** GIVEN RECORDS follows **

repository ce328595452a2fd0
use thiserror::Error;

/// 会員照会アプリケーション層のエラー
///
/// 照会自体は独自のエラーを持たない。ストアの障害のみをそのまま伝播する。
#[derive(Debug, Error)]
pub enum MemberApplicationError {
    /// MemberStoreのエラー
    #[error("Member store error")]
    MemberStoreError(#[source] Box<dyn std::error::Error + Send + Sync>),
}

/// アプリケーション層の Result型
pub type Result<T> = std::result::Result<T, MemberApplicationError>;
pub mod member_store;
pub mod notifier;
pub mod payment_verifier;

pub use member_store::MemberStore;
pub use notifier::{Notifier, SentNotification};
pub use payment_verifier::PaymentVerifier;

** End of GIVEN RECORDS **
** GIVEN RECORDS follows **

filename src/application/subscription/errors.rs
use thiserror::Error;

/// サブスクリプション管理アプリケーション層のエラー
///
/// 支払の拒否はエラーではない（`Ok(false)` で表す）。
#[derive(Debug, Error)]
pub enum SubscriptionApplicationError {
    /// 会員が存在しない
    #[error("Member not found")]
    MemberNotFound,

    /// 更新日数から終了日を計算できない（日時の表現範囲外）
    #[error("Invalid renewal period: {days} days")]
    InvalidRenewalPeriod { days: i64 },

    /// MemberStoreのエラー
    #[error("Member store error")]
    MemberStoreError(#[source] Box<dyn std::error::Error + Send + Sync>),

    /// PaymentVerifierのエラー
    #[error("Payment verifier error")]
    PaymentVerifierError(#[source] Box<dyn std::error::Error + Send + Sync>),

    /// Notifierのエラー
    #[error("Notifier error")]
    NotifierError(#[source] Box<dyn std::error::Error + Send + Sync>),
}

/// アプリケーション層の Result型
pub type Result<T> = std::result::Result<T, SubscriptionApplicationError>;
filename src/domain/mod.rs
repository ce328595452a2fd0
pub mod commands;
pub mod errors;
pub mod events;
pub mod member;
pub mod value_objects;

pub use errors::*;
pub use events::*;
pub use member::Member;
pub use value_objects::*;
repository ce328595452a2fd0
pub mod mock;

** End of GIVEN RECORDS **

Return each line of the data where the word "Sync" appears.

**ANSWER SPACE**
    MemberStoreError(#[source] Box<dyn std::error::Error + Send + Sync>),
    MemberStoreError(#[source] Box<dyn std::error::Error + Send + Sync>),
    PaymentVerifierError(#[source] Box<dyn std::error::Error + Send + Sync>),
    NotifierError(#[source] Box<dyn std::error::Error + Send + Sync>),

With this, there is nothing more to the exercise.